Eric Posner Writes About the Merger Guidelines

The Whig History of the Merger Guidelines

As the Department of Justice and Federal Trade Commission beaver away at the long-awaited revision of the Merger Guidelines, we should avoid the temptation of seeing the history of the Guidelines as an evolution from a “benighted past to a glorious present,” despite the insistence of the many scholars who write about them. This Whig history says that the Supreme Court badly botched merger law in its foundational 1962 opinion in Brown Shoe v. U.S., where it held or implied that a merger that substantially increases concentration is illegal regardless of its impact on prices. The 1968 Merger Guidelines stepped back from the abyss by reinterpreting the goal of merger law as “price competition” and recognizing that “efficiencies” may justify an otherwise impermissible merger, albeit only in “exceptional circumstances.” Then, in successive versions (in 1982, 1992, 1997, and 2010), the Guidelines introduced additional and increasingly sophisticated economic methods, switched the emphasis from concentration to the impact of mergers on prices, and recognized a more robust role for efficiencies in merger analysis. All that is needed today is a bit of tightening up along the lines that have already been set out.

This Whig view sands away the edges of a complicated—and more interesting—history.
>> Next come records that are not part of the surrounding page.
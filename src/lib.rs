//! Harvesting and analysis of GitHub Actions workflow files.
//!
//! The library searches popular GitHub repositories, downloads the workflow
//! files stored under `.github/workflows` into a flat dataset directory, and
//! analyzes that directory: duplicate removal, language classification of each
//! workflow and trigger statistics. Network access goes through the
//! [`WorkflowSource`] trait so that collection logic can run against any
//! implementation; [`GitHubSource`] is the REST API backed one.

mod classify;
mod collector;
mod config;
mod dataset;
mod dedupe;
mod error;
mod github;
mod repo_info;
mod retry;
mod source;
mod summary;
#[cfg(test)]
mod testing;
mod trigger;
mod workflow;

pub use classify::{Language, classify};
pub use collector::{CollectionOutcome, HaltReason, WORKFLOW_DIR, WorkflowRecord, collect_workflows};
pub use config::{HarvestConfig, load_config, parse_config};
pub use dataset::{WORKFLOW_EXTENSIONS, count_workflow_files, is_workflow_file_name, workflow_files};
pub use dedupe::{DedupeReport, remove_duplicate_files};
pub use error::{Error, io_error};
pub use github::GitHubSource;
pub use repo_info::{count_repository_workflows, fetch_repository_info};
pub use retry::RateLimitPolicy;
pub use source::{
    ContentEntry, EntryKind, RateLimitCategory, RepoRef, RepositoryInfo, RepositorySummary,
    SourceError, WorkflowSource,
};
pub use summary::{
    LanguageCount, LanguageReport, PrunePolicy, TriggerCount, WorkflowSummary, language_pass,
    summarize_workflows, trigger_pass,
};
pub use trigger::{MAJOR_TRIGGERS, has_trigger};
pub use workflow::ParsedWorkflow;
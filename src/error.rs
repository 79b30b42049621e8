#![allow(non_shorthand_field_patterns)]
#![doc = "Error handling primitives shared across the harvester crate."]
// SPDX-FileCopyrightText: 2025 RAprogramm <andrey.rozanov.vl@gmail.com>
//
// SPDX-License-Identifier: MIT

//! The derive emitted by [`masterror::Error`] expands pattern matches that
//! trigger the `non_shorthand_field_patterns` lint. The lint is disabled for
//! the module to keep the generated implementations warning-free.

use std::path::{Path, PathBuf};

use crate::source::SourceError;

/// Unified error type returned by the dataset operations and the CLI.
///
/// Per-file and per-repository failures during collection are logged and
/// skipped rather than surfaced here; this type covers the failures that stop
/// an operation outright.
#[derive(Debug, masterror::Error)]
pub enum Error {
    /// Wraps I/O errors raised while touching the dataset or settings files.
    #[error("I/O failure at {path:?}: {source}")]
    Io {
        /// Location that triggered the failure.
        path:   PathBuf,
        /// Underlying I/O error.
        source: std::io::Error
    },
    /// Wraps YAML decoding errors.
    #[error("failed to parse YAML document: {source}")]
    Parse {
        /// Source decoding error from serde_yaml.
        source: serde_yaml::Error
    },
    /// Returned when settings or arguments violate invariants.
    #[error("invalid input: {message}")]
    Validation {
        /// Human readable message describing the validation problem.
        message: String
    },
    /// Wraps serialization errors when writing JSON output.
    #[error("failed to serialize output: {source}")]
    Serialize {
        /// Underlying serialization error.
        source: serde_json::Error
    },
    /// Failures reported by the hosting platform.
    #[error("GitHub request failed: {source}")]
    Source {
        /// Classified platform error.
        source: SourceError
    }
}

impl Error {
    /// Constructs a validation error from the provided displayable value.
    ///
    /// # Parameters
    ///
    /// * `message` - Human-readable description of the validation failure.
    pub fn validation<M>(message: M) -> Self
    where
        M: Into<String>
    {
        Self::Validation {
            message: message.into()
        }
    }

    /// Formats the error for diagnostics without the variant name.
    ///
    /// The returned string matches the [`std::fmt::Display`] implementation.
    pub fn to_display_string(&self) -> String {
        format!("{self}")
    }
}

impl From<serde_yaml::Error> for Error {
    fn from(source: serde_yaml::Error) -> Self {
        Self::Parse {
            source
        }
    }
}

impl From<serde_json::Error> for Error {
    fn from(source: serde_json::Error) -> Self {
        Self::Serialize {
            source
        }
    }
}

impl From<SourceError> for Error {
    fn from(source: SourceError) -> Self {
        Self::Source {
            source
        }
    }
}

/// Creates an [`Error::Io`] variant capturing the failing path and source.
///
/// # Parameters
///
/// * `path` - Location that triggered the error.
/// * `source` - I/O error reported by the operating system.
pub fn io_error(path: &Path, source: std::io::Error) -> Error {
    Error::Io {
        path: path.to_path_buf(),
        source
    }
}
In Brown Shoe and other opinions, the Supreme Court took Congress at its word and barred mergers that substantially lessen competition. The Court understood that Congress saw high prices as one harm among many others (including, above all, political power) that may occur when corporations rapidly achieve scale through acquisitions. Congress feared oligopolies and monopolies and sought to keep firms to a moderate size by eliminating large-firm mergers as a path to growth (“organic growth” of course remained a lawful option). While the Court vacillated between the functionalism of Brown Shoe and the formalism of Philadelphia National Bank, it never departed from its commitment to a “competition test” based on market structure—later formalized as concentration ratios or HHIs.

One must squint to find any repudiation of this view in the 1968 Guidelines, which on the contrary faithfully adopted the Court’s competition test. The repudiation came later. The 1982 and 1984 Guidelines replaced the Supreme Court’s competition test with the efficiency test first proposed by Oliver Williamson in his famous 1968 article and propagated by Robert Bork under the misleading label of the consumer welfare standard. The Reagan-era test was actually a total surplus test that counted producer as well as consumer surplus (“If the parties to the merger establish by clear and convincing evidence that a merger will achieve such efficiencies, the DOJ will consider those efficiencies in deciding whether to challenge the merger”). That might explain why the DOJ brought zero merger challenges in 1986 and 1987, at the height of a merger wave.